Multicenter clinical trial of 22-oxa-1,25-dihydroxyvitamin D3 for chronic dialysis patients.

BACKGROUND

Conventional calcitriol treatment can suppress parathyroid hormone (PTH) secretion in hemodialysis patients, although it can cause refractory hyperparathyroidism in some patients. We attempted to elucidate clinical outcomes of intravenous 22-oxa-1,25-dihydroxyvitamin D(3) (OCT) treatment and their determinants in a multicenter clinical trial.

METHODS

One hundred one patients with serum PTH levels greater than 300 pg/mL (300 ng/L) and serum calcium levels less than 11 mg/dL (2.74 mmol/L) were recruited. OCT was administered intravenously at the end of each dialysis session. The dose was decreased by 5 microg when serum PTH level was less than 300 pg/mL or serum calcium level was greater than 11 mg/dL.

RESULTS

OCT was administered for 4.8 months to 101 patients (average age, 55.1 years) who were on dialysis therapy for 15.9 years.

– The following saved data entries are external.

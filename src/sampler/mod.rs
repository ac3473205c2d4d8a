//! Loudness sources for the drive loop

#[cfg(feature = "microphone")]
mod microphone;
mod synthetic;

#[cfg(feature = "microphone")]
pub use microphone::MicrophoneSampler;
pub use synthetic::SyntheticSampler;

pub use noise_core::sampling::Sampler;

use thiserror::Error;

/// Audio acquisition failures. All of them happen during setup, before the
/// first sample is taken.
#[derive(Error, Debug)]
pub enum SamplerError {
    #[error("No audio input device available")]
    NoInputDevice,
    #[error("Audio device error: {0}")]
    Device(String),
    #[error("Audio stream error: {0}")]
    Stream(String),
}
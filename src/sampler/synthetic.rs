use noise_core::sampling::{ANALYSER_WINDOW, Sampler, rms};

/// Assumed audio sample rate of the generated waveform
const SAMPLE_RATE_HZ: f32 = 48_000.0;

/// Frequency of the generated tone
const TONE_HZ: f32 = 440.0;

/// Generates a deterministic, slowly varying tone so the meter can run
/// without audio hardware.
///
/// The amplitude follows a couple of overlapping slow sinusoids plus a
/// short burst every few seconds, which makes the upper percentiles move
/// visibly apart from the 75th.
pub struct SyntheticSampler {
    /// Seconds of fake time elapsed
    elapsed_secs: f64,
    /// Fake time advanced per reading
    step_secs: f64,
    window: Vec<f32>,
}

impl SyntheticSampler {
    pub fn new(step_secs: f64) -> Self {
        Self {
            elapsed_secs: 0.0,
            step_secs,
            window: vec![0.0; ANALYSER_WINDOW],
        }
    }

    /// Peak amplitude at time `t`, in `[0, 1]`
    fn amplitude(t: f64) -> f32 {
        let base = 0.08 + 0.04 * (t / 11.0).sin() + 0.02 * (t / 3.7).cos();
        let burst = 0.5 * (t / 2.3).sin().max(0.0).powi(16);
        (base + burst).clamp(0.0, 1.0) as f32
    }
}

impl Sampler for SyntheticSampler {
    fn sample(&mut self) -> f32 {
        self.elapsed_secs += self.step_secs;
        let amplitude = Self::amplitude(self.elapsed_secs);

        let omega = 2.0 * std::f32::consts::PI * TONE_HZ / SAMPLE_RATE_HZ;
        for (i, slot) in self.window.iter_mut().enumerate() {
            *slot = amplitude * (omega * i as f32).sin();
        }
        rms(&self.window)
    }
}
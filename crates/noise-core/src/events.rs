use crate::chart::ChartData;
use crate::loki::LogLine;

/// Channel capacity for pub-sub events
/// Rollovers happen every few seconds, so a handful of slots absorbs any
/// burst without the drive loop ever waiting
pub const EVENT_CHANNEL_CAPACITY: usize = 8;

/// Number of subscribers that can listen to noise events
/// - Subscriber 0: display manager (chart rendering)
/// - Subscriber 1: log emitter (Loki push)
pub const EVENT_SUBSCRIBERS: usize = 2;

/// Number of publishers (just the drive loop)
pub const EVENT_PUBLISHERS: usize = 1;

/// Events published by the drive loop when the active period rolls over
#[derive(Debug, Clone)]
pub enum NoiseEvent {
    /// Fresh chart series covering the completed periods
    Chart(ChartData),
    /// Periods that have not been logged yet, oldest first
    LogBatch(Vec<LogLine>),
}
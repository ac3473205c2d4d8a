//! Remembers the start form values between runs.
//!
//! The device name and Loki credential are stored as plain JSON, without
//! validation or encryption, and pre-fill the next start.

use std::fs;
use std::io;
use std::path::{Path, PathBuf};

use log::{debug, warn};
use thiserror::Error;

use noise_core::config::StartFormParams;

/// File name inside the state directory
pub const FORM_MEMORY_FILE: &str = "start-form-params.json";

#[derive(Error, Debug)]
pub enum FormMemoryError {
    #[error("Failed to write {path}: {source}")]
    Write {
        path: PathBuf,
        #[source]
        source: io::Error,
    },
    #[error("Failed to encode form params: {0}")]
    Encode(#[from] serde_json::Error),
}

pub struct FormMemory {
    path: PathBuf,
}

impl FormMemory {
    /// Form memory stored in `dir`
    pub fn in_dir(dir: &Path) -> Self {
        Self {
            path: dir.join(FORM_MEMORY_FILE),
        }
    }

    /// Form memory in the user's config directory, or the working
    /// directory when there is none
    pub fn default_location() -> Self {
        let dir = dirs::config_dir()
            .map(|d| d.join("noise-meter"))
            .unwrap_or_else(|| PathBuf::from("."));
        Self::in_dir(&dir)
    }

    pub fn path(&self) -> &Path {
        &self.path
    }

    /// Remembered values, or empty ones when nothing usable is stored
    pub fn load(&self) -> StartFormParams {
        match fs::read_to_string(&self.path) {
            Ok(contents) => StartFormParams::parse_or_default(&contents),
            Err(e) if e.kind() == io::ErrorKind::NotFound => {
                debug!("No form memory at {}", self.path.display());
                StartFormParams::default()
            }
            Err(e) => {
                warn!("Failed to read {}: {}", self.path.display(), e);
                StartFormParams::default()
            }
        }
    }

    pub fn save(&self, params: &StartFormParams) -> Result<(), FormMemoryError> {
        let serialized = serde_json::to_string_pretty(params)?;
        let write_err = |source| FormMemoryError::Write {
            path: self.path.clone(),
            source,
        };

        if let Some(parent) = self.path.parent() {
            fs::create_dir_all(parent).map_err(write_err)?;
        }
        fs::write(&self.path, serialized).map_err(write_err)?;
        debug!("Form params saved to {}", self.path.display());
        Ok(())
    }
}
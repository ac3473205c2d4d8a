//! Display Manager for rendering the noise chart
//!
//! Listens for chart events, redraws the chart view into the display and
//! hands each changed frame to a presenter (the snapshot writer in the
//! binary). The current noise level is also logged on every update.

use std::fs::File;
use std::io::BufWriter;
use std::path::{Path, PathBuf};

use embassy_sync::pubsub::WaitResult;
use embedded_graphics::pixelcolor::Rgb565;
use embedded_graphics::prelude::*;
use embedded_graphics::primitives::Rectangle;
use log::{debug, error, info, warn};

use noise_core::chart::ChartData;
use noise_core::events::NoiseEvent;
use noise_core::ui::{ChartView, DISPLAY_HEIGHT_PX, DISPLAY_WIDTH_PX, FrameBuffer};

use crate::app_state::NoiseSubscriber;
use crate::emitter::ErrorPanel;

/// Display manager that owns the display and the latest chart
pub struct DisplayManager<D>
where
    D: DrawTarget<Color = Rgb565>,
{
    display: D,
    view: ChartView,
    chart: ChartData,
    errors: ErrorPanel,
    needs_redraw: bool,
}

impl<D> DisplayManager<D>
where
    D: DrawTarget<Color = Rgb565>,
{
    /// Create a new display manager with the given display
    pub fn new(display: D, errors: ErrorPanel) -> Self {
        let bounds = Rectangle::new(
            Point::zero(),
            Size::new(DISPLAY_WIDTH_PX as u32, DISPLAY_HEIGHT_PX as u32),
        );

        Self {
            display,
            view: ChartView::new(bounds),
            chart: ChartData::default(),
            errors,
            needs_redraw: true,
        }
    }

    pub fn display(&self) -> &D {
        &self.display
    }

    pub fn display_mut(&mut self) -> &mut D {
        &mut self.display
    }

    /// Replace the chart with fresh data
    fn update_chart(&mut self, chart: ChartData) {
        match chart.headline() {
            Some(level) => info!("Noise level: {}", level),
            None => debug!("Chart update without completed periods"),
        }
        self.chart = chart;
        self.needs_redraw = true;
    }

    /// Render the chart if needed, returning whether anything was drawn
    pub fn render(&mut self) -> Result<bool, D::Error> {
        if !self.needs_redraw {
            return Ok(false);
        }

        debug!("Rendering chart");
        let last_error = self.errors.last();
        self.view
            .draw(&self.chart, last_error.as_deref(), &mut self.display)?;
        self.needs_redraw = false;
        Ok(true)
    }

    /// Process a noise event
    pub fn process_event(&mut self, event: NoiseEvent) -> Result<bool, D::Error> {
        match event {
            NoiseEvent::Chart(chart) => self.update_chart(chart),
            NoiseEvent::LogBatch(_) => return Ok(false),
        }
        self.render()
    }

    /// Run the display manager task
    ///
    /// `present` is called with the display after every redraw.
    pub async fn run<F>(&mut self, mut subscriber: NoiseSubscriber<'_>, mut present: F)
    where
        F: FnMut(&mut D),
        <D as DrawTarget>::Error: core::fmt::Debug,
    {
        info!("Display manager task started");

        // Initial render
        match self.render() {
            Ok(true) => present(&mut self.display),
            Ok(false) => {}
            Err(e) => error!("Display render error: {:?}", e),
        }

        loop {
            let event = match subscriber.next_message().await {
                WaitResult::Message(event) => event,
                WaitResult::Lagged(missed) => {
                    warn!("Display manager lagged, {} events lost", missed);
                    continue;
                }
            };

            match self.process_event(event) {
                Ok(true) => present(&mut self.display),
                Ok(false) => {}
                Err(e) => error!("Error processing event: {:?}", e),
            }
        }
    }
}

/// Presenter that writes changed frames to a PPM file
pub struct SnapshotWriter {
    path: PathBuf,
}

impl SnapshotWriter {
    pub fn new(path: PathBuf) -> Self {
        Self { path }
    }

    pub fn path(&self) -> &Path {
        &self.path
    }

    /// Write `frame` if it changed since the last call. Failures are logged.
    pub fn present(&self, frame: &mut FrameBuffer) {
        if !frame.take_dirty() {
            return;
        }

        let result =
            File::create(&self.path).and_then(|file| frame.write_ppm(BufWriter::new(file)));
        match result {
            Ok(()) => debug!("Snapshot written to {}", self.path.display()),
            Err(e) => error!("Failed to write snapshot {}: {}", self.path.display(), e),
        }
    }
}
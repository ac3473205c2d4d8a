//! Host side of the noise meter: audio sampling, the drive loop, chart
//! rendering, and log shipping around the `noise-core` store.

pub mod app_state;
pub mod display_manager;
pub mod drive;
pub mod emitter;
pub mod form_memory;
pub mod sampler;
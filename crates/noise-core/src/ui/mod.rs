//! Chart rendering onto `embedded-graphics` draw targets.

mod chart_view;
mod framebuffer;

pub use chart_view::ChartView;
pub use framebuffer::FrameBuffer;

use embedded_graphics::pixelcolor::{Rgb565, Rgb888};
use embedded_graphics::prelude::*;

/// Width of the rendered chart in pixels
pub const DISPLAY_WIDTH_PX: u16 = 320;

/// Height of the rendered chart in pixels
pub const DISPLAY_HEIGHT_PX: u16 = 240;

pub const COLOR_BACKGROUND: Rgb565 = Rgb565::BLACK;
pub const COLOR_FOREGROUND: Rgb565 = Rgb565::WHITE;

/// Very faint gray for grid lines
pub const FAINT_GRAY: Rgb565 = Rgb565::new(10, 20, 10);

pub const LIGHT_GRAY: Rgb565 = Rgb565::new(21, 42, 21);

/// Convert a chart palette color to the display format
pub fn to_display_color(color: Rgb888) -> Rgb565 {
    Rgb565::from(color)
}
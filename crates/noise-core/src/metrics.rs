//! Summary statistics for a period of loudness samples
//!
//! A period is summarized by a handful of nearest-rank quantiles, its
//! maximum and its arithmetic mean. Summaries are always derived from the
//! raw samples on read and never stored.

use serde::Serialize;

/// Quantile thresholds reported for every period, in output order.
///
/// The last threshold (1.0) is the maximum.
pub const QUANTILE_THRESHOLDS: [f64; 6] = [0.5, 0.75, 0.9, 0.95, 0.99, 1.0];

/// Summary of one period's loudness samples
///
/// Field order is the JSON key order of the emitted log payload.
#[derive(Debug, Clone, Copy, PartialEq, Serialize)]
pub struct Metrics {
    pub q50: f64,
    pub q75: f64,
    pub q90: f64,
    pub q95: f64,
    pub q99: f64,
    pub max: f64,
    pub avg: f64,
}

impl Metrics {
    /// Summarize an ascending slice of samples.
    ///
    /// Returns `None` for an empty slice; a period without samples has no
    /// meaningful quantiles or average.
    pub fn from_sorted(sorted: &[f64]) -> Option<Self> {
        let q = quantiles(&QUANTILE_THRESHOLDS, sorted)?;

        Some(Self {
            q50: q[0],
            q75: q[1],
            q90: q[2],
            q95: q[3],
            q99: q[4],
            max: q[5],
            avg: average(sorted)?,
        })
    }

    /// Summarize samples in arbitrary order (sorts a copy).
    pub fn from_unsorted(values: &[f64]) -> Option<Self> {
        let mut sorted = values.to_vec();
        sort_samples(&mut sorted);
        Self::from_sorted(&sorted)
    }

    /// Serialize to the compact JSON object used as a log line payload
    pub fn to_json(&self) -> String {
        // A struct of plain f64 fields cannot fail to serialize; non-finite
        // values become `null`.
        serde_json::to_string(self).unwrap_or_default()
    }
}

/// Nearest-rank quantiles of an ascending slice.
///
/// For each threshold `t` selects `sorted[round((n - 1) * t)]`. No
/// interpolation happens between neighbouring ranks: `t = 0` is always the
/// minimum and `t = 1` always the maximum. Thresholds outside `[0, 1]` are
/// clamped. Returns `None` when `sorted` is empty.
pub fn quantiles(thresholds: &[f64], sorted: &[f64]) -> Option<Vec<f64>> {
    if sorted.is_empty() {
        return None;
    }

    let last = sorted.len() - 1;
    Some(
        thresholds
            .iter()
            .map(|threshold| {
                let t = threshold.clamp(0.0, 1.0);
                let index = ((last as f64) * t).round() as usize;
                sorted[index.min(last)]
            })
            .collect(),
    )
}

/// Arithmetic mean, `None` for an empty slice
pub fn average(values: &[f64]) -> Option<f64> {
    if values.is_empty() {
        return None;
    }
    Some(values.iter().sum::<f64>() / values.len() as f64)
}

/// Sort samples ascending using the IEEE total order (NaN sorts last).
pub fn sort_samples(values: &mut [f64]) {
    values.sort_by(f64::total_cmp);
}
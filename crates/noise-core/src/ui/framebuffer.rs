//! In-memory framebuffer with change detection.
//!
//! The chart is drawn into this RAM buffer. A dirty flag records whether
//! any pixel changed since the last snapshot, so unchanged frames are not
//! written out again.

use std::convert::Infallible;
use std::io::{self, Write};

use embedded_graphics::pixelcolor::{Rgb565, Rgb888};
use embedded_graphics::prelude::*;
use embedded_graphics::primitives::Rectangle;

use super::{DISPLAY_HEIGHT_PX, DISPLAY_WIDTH_PX};

/// Total number of pixels in the framebuffer (320 x 240 = 76,800).
const PIXEL_COUNT: usize = DISPLAY_WIDTH_PX as usize * DISPLAY_HEIGHT_PX as usize;

/// Heap-allocated framebuffer implementing `DrawTarget<Color = Rgb565>`.
pub struct FrameBuffer {
    pixels: Vec<Rgb565>,
    /// Set when a pixel changes color, cleared by [`FrameBuffer::take_dirty`]
    dirty: bool,
}

impl Default for FrameBuffer {
    fn default() -> Self {
        Self::new()
    }
}

impl FrameBuffer {
    /// Allocate a new framebuffer filled with black pixels.
    pub fn new() -> Self {
        Self {
            pixels: vec![Rgb565::BLACK; PIXEL_COUNT],
            dirty: false,
        }
    }

    /// Write a single pixel, marking the buffer dirty only if the color changed.
    #[inline]
    fn set_pixel(&mut self, x: usize, y: usize, color: Rgb565) {
        let idx = y * DISPLAY_WIDTH_PX as usize + x;
        if self.pixels[idx] != color {
            self.pixels[idx] = color;
            self.dirty = true;
        }
    }

    /// Color at `point`, `None` outside the buffer
    pub fn pixel(&self, point: Point) -> Option<Rgb565> {
        let (x, y) = (point.x, point.y);
        if x < 0 || y < 0 || x >= DISPLAY_WIDTH_PX as i32 || y >= DISPLAY_HEIGHT_PX as i32 {
            return None;
        }
        Some(self.pixels[y as usize * DISPLAY_WIDTH_PX as usize + x as usize])
    }

    /// Number of pixels currently showing `color`
    pub fn count_color(&self, color: Rgb565) -> usize {
        self.pixels.iter().filter(|&&p| p == color).count()
    }

    pub fn is_dirty(&self) -> bool {
        self.dirty
    }

    /// Reset change tracking, returning whether anything changed.
    pub fn take_dirty(&mut self) -> bool {
        std::mem::take(&mut self.dirty)
    }

    /// Encode the whole buffer as a binary PPM (P6) image.
    pub fn write_ppm<W: Write>(&self, mut writer: W) -> io::Result<()> {
        write!(writer, "P6\n{} {}\n255\n", DISPLAY_WIDTH_PX, DISPLAY_HEIGHT_PX)?;

        let mut row = Vec::with_capacity(DISPLAY_WIDTH_PX as usize * 3);
        for line in self.pixels.chunks(DISPLAY_WIDTH_PX as usize) {
            row.clear();
            for &pixel in line {
                let rgb = Rgb888::from(pixel);
                row.extend_from_slice(&[rgb.r(), rgb.g(), rgb.b()]);
            }
            writer.write_all(&row)?;
        }
        writer.flush()
    }
}

impl OriginDimensions for FrameBuffer {
    fn size(&self) -> Size {
        Size::new(DISPLAY_WIDTH_PX as u32, DISPLAY_HEIGHT_PX as u32)
    }
}

impl DrawTarget for FrameBuffer {
    type Color = Rgb565;
    type Error = Infallible;

    fn draw_iter<I>(&mut self, pixels: I) -> Result<(), Self::Error>
    where
        I: IntoIterator<Item = Pixel<Self::Color>>,
    {
        let w = DISPLAY_WIDTH_PX as usize;
        let h = DISPLAY_HEIGHT_PX as usize;

        for Pixel(coord, color) in pixels {
            let x = coord.x;
            let y = coord.y;
            if x >= 0 && y >= 0 && (x as usize) < w && (y as usize) < h {
                self.set_pixel(x as usize, y as usize, color);
            }
        }
        Ok(())
    }

    fn fill_solid(&mut self, area: &Rectangle, color: Self::Color) -> Result<(), Self::Error> {
        let w = DISPLAY_WIDTH_PX as i64;
        let h = DISPLAY_HEIGHT_PX as i64;

        let left = i64::from(area.top_left.x);
        let top = i64::from(area.top_left.y);
        let x_start = left.clamp(0, w) as usize;
        let y_start = top.clamp(0, h) as usize;
        let x_end = (left + i64::from(area.size.width)).clamp(0, w) as usize;
        let y_end = (top + i64::from(area.size.height)).clamp(0, h) as usize;

        for y in y_start..y_end {
            for x in x_start..x_end {
                self.set_pixel(x, y, color);
            }
        }
        Ok(())
    }

    fn clear(&mut self, color: Self::Color) -> Result<(), Self::Error> {
        let w = DISPLAY_WIDTH_PX as usize;
        let h = DISPLAY_HEIGHT_PX as usize;

        for y in 0..h {
            for x in 0..w {
                self.set_pixel(x, y, color);
            }
        }
        Ok(())
    }
}
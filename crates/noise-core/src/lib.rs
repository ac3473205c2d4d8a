//! Platform-independent core library for noise-meter
//!
//! This crate contains all logic of the ambient noise instrument that does
//! not touch audio hardware, the network or the filesystem: the windowed
//! aggregation store, summary statistics, chart series, the Loki push
//! payload, rollover events, and chart rendering onto any
//! `embedded-graphics` draw target.
//!
//! Binaries (the meter itself and the relay) depend on this crate and
//! provide the I/O around it.

pub mod chart;
pub mod config;
pub mod events;
pub mod loki;
pub mod metrics;
pub mod sampling;
pub mod storage;
pub mod ui;
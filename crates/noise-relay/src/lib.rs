//! Relay between the noise meter and Grafana Loki.
//!
//! `/api/save-log` accepts a push request body and forwards it unmodified
//! to the Loki push endpoint. The upstream status code is passed back with
//! an empty body; upstream error bodies only go to the relay's log.

use axum::Router;
use axum::body::Bytes;
use axum::extract::State;
use axum::http::header::{ACCEPT, AUTHORIZATION, CONTENT_TYPE};
use axum::http::{HeaderMap, Method, StatusCode};
use axum::response::{IntoResponse, Response};
use axum::routing::any;
use log::{error, info};
use thiserror::Error;

/// Grafana Cloud push endpoint used when none is configured
pub const DEFAULT_LOKI_URL: &str = "https://logs-prod-us-central1.grafana.net/loki/api/v1/push";

pub const SAVE_LOG_PATH: &str = "/api/save-log";

#[derive(Debug, Clone)]
pub struct RelayConfig {
    pub loki_url: String,
    /// `Authorization` value sent upstream; the caller's header is
    /// forwarded when this is `None`
    pub authorization: Option<String>,
}

impl Default for RelayConfig {
    fn default() -> Self {
        Self {
            loki_url: DEFAULT_LOKI_URL.into(),
            authorization: None,
        }
    }
}

#[derive(Error, Debug)]
pub enum RelayError {
    #[error("Only POST requests are allowed")]
    MethodNotAllowed,
    #[error("Internal error")]
    Upstream(#[from] reqwest::Error),
}

impl IntoResponse for RelayError {
    fn into_response(self) -> Response {
        match &self {
            Self::MethodNotAllowed => {
                info!("Response 400: {}", self);
                (StatusCode::BAD_REQUEST, self.to_string()).into_response()
            }
            Self::Upstream(source) => {
                error!("Forwarding to Loki failed: {}", source);
                (StatusCode::INTERNAL_SERVER_ERROR, self.to_string()).into_response()
            }
        }
    }
}

#[derive(Clone)]
struct RelayState {
    config: RelayConfig,
    client: reqwest::Client,
}

pub fn router(config: RelayConfig) -> Router {
    let state = RelayState {
        config,
        client: reqwest::Client::new(),
    };
    Router::new()
        .route(SAVE_LOG_PATH, any(save_log))
        .with_state(state)
}

async fn save_log(
    State(state): State<RelayState>,
    method: Method,
    headers: HeaderMap,
    body: Bytes,
) -> Result<StatusCode, RelayError> {
    info!("Processing {} {}", method, SAVE_LOG_PATH);
    if method != Method::POST {
        return Err(RelayError::MethodNotAllowed);
    }

    let authorization = state.config.authorization.clone().or_else(|| {
        headers
            .get(AUTHORIZATION)
            .and_then(|v| v.to_str().ok())
            .map(str::to_owned)
    });

    let mut request = state
        .client
        .post(&state.config.loki_url)
        .header(ACCEPT.as_str(), "application/json")
        .header(CONTENT_TYPE.as_str(), "application/json")
        .body(body);
    if let Some(authorization) = authorization {
        request = request.header(AUTHORIZATION.as_str(), authorization);
    }

    let response = request.send().await?;
    let status = response.status().as_u16();
    if status >= 300 {
        let text = response.text().await.unwrap_or_default();
        error!("Loki responded {}: {}", status, text);
    }

    Ok(StatusCode::from_u16(status).unwrap_or(StatusCode::BAD_GATEWAY))
}

#[cfg(test)]
mod tests {
    use super::*;
    use axum::body::Body;
    use axum::http::Request;
    use axum::routing::post;
    use tokio::sync::mpsc;
    use tower::ServiceExt;

    type Recorded = (HeaderMap, String);

    /// Fake Loki answering every push with `status` and `reply`
    async fn spawn_loki(
        status: StatusCode,
        reply: &'static str,
    ) -> (String, mpsc::UnboundedReceiver<Recorded>) {
        let (tx, rx) = mpsc::unbounded_channel();
        let app = Router::new().route(
            "/loki/api/v1/push",
            post(move |headers: HeaderMap, body: String| {
                let tx = tx.clone();
                async move {
                    let _ = tx.send((headers, body));
                    (status, reply)
                }
            }),
        );

        let listener = tokio::net::TcpListener::bind("127.0.0.1:0").await.unwrap();
        let addr = listener.local_addr().unwrap();
        tokio::spawn(async move {
            axum::serve(listener, app).await.unwrap();
        });
        (format!("http://{}/loki/api/v1/push", addr), rx)
    }

    fn push(body: &'static str) -> Request<Body> {
        Request::builder()
            .method(Method::POST)
            .uri(SAVE_LOG_PATH)
            .header(AUTHORIZATION, "Basic dXNlcjpwYXNz")
            .body(Body::from(body))
            .unwrap()
    }

    async fn body_text(response: Response) -> String {
        let bytes = axum::body::to_bytes(response.into_body(), usize::MAX)
            .await
            .unwrap();
        String::from_utf8(bytes.to_vec()).unwrap()
    }

    #[tokio::test]
    async fn test_non_post_is_rejected() {
        let app = router(RelayConfig::default());
        let response = app
            .oneshot(
                Request::builder()
                    .method(Method::GET)
                    .uri(SAVE_LOG_PATH)
                    .body(Body::empty())
                    .unwrap(),
            )
            .await
            .unwrap();

        assert_eq!(response.status(), StatusCode::BAD_REQUEST);
        assert_eq!(body_text(response).await, "Only POST requests are allowed");
    }

    #[tokio::test]
    async fn test_push_is_forwarded_unmodified() {
        let (loki_url, mut pushes) = spawn_loki(StatusCode::NO_CONTENT, "").await;
        let app = router(RelayConfig {
            loki_url,
            authorization: None,
        });

        let body = r#"{"streams":[{"stream":{"job":"noise_level","device":"x"},"values":[]}]}"#;
        let response = app.oneshot(push(body)).await.unwrap();

        assert_eq!(response.status(), StatusCode::NO_CONTENT);
        assert_eq!(body_text(response).await, "");

        let (headers, forwarded) = pushes.recv().await.unwrap();
        assert_eq!(forwarded, body);
        assert_eq!(headers[ACCEPT], "application/json");
        assert_eq!(headers[CONTENT_TYPE], "application/json");
        assert_eq!(headers[AUTHORIZATION], "Basic dXNlcjpwYXNz");
    }

    #[tokio::test]
    async fn test_configured_authorization_wins() {
        let (loki_url, mut pushes) = spawn_loki(StatusCode::NO_CONTENT, "").await;
        let app = router(RelayConfig {
            loki_url,
            authorization: Some("Basic c2VydmVy".into()),
        });

        app.oneshot(push("{}")).await.unwrap();

        let (headers, _) = pushes.recv().await.unwrap();
        assert_eq!(headers[AUTHORIZATION], "Basic c2VydmVy");
    }

    #[tokio::test]
    async fn test_upstream_error_status_is_passed_through_without_body() {
        let (loki_url, _pushes) = spawn_loki(StatusCode::UNAUTHORIZED, "invalid credentials").await;
        let app = router(RelayConfig {
            loki_url,
            authorization: None,
        });

        let response = app.oneshot(push("{}")).await.unwrap();
        assert_eq!(response.status(), StatusCode::UNAUTHORIZED);
        assert_eq!(body_text(response).await, "");
    }

    #[tokio::test]
    async fn test_unreachable_upstream_is_internal_error() {
        let listener = tokio::net::TcpListener::bind("127.0.0.1:0").await.unwrap();
        let addr = listener.local_addr().unwrap();
        drop(listener);

        let app = router(RelayConfig {
            loki_url: format!("http://{}/loki/api/v1/push", addr),
            authorization: None,
        });

        let response = app.oneshot(push("{}")).await.unwrap();
        assert_eq!(response.status(), StatusCode::INTERNAL_SERVER_ERROR);
        assert_eq!(body_text(response).await, "Internal error");
    }
}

Percentages of decrease in PTH levels greater than 30% were obtained in 44 patients (43.5%). These patients were on dialysis therapy for a shorter duration than those who showed less than 30% decreases (13.0 +/- 3.3 versus 17.9 +/- 3.0 years). Multiple regression analysis of the final PTH level or percentage of decrease in PTH level with respect to initial PTH level, serum calcium level, serum phosphate level, age, and dialysis therapy duration showed that determinants of percentages of decrease in PTH levels were initial serum calcium and phosphate levels. Conversely, significant determinants of the final PTH level were initial PTH levels and initial calcium levels.

CONCLUSION

These results show that the decrease in PTH levels by OCT therapy could be predicted in patients with low calcium, PTH, and alkaline phosphatase levels; high phosphate levels; and short dialysis therapy duration before the start of OCT administration.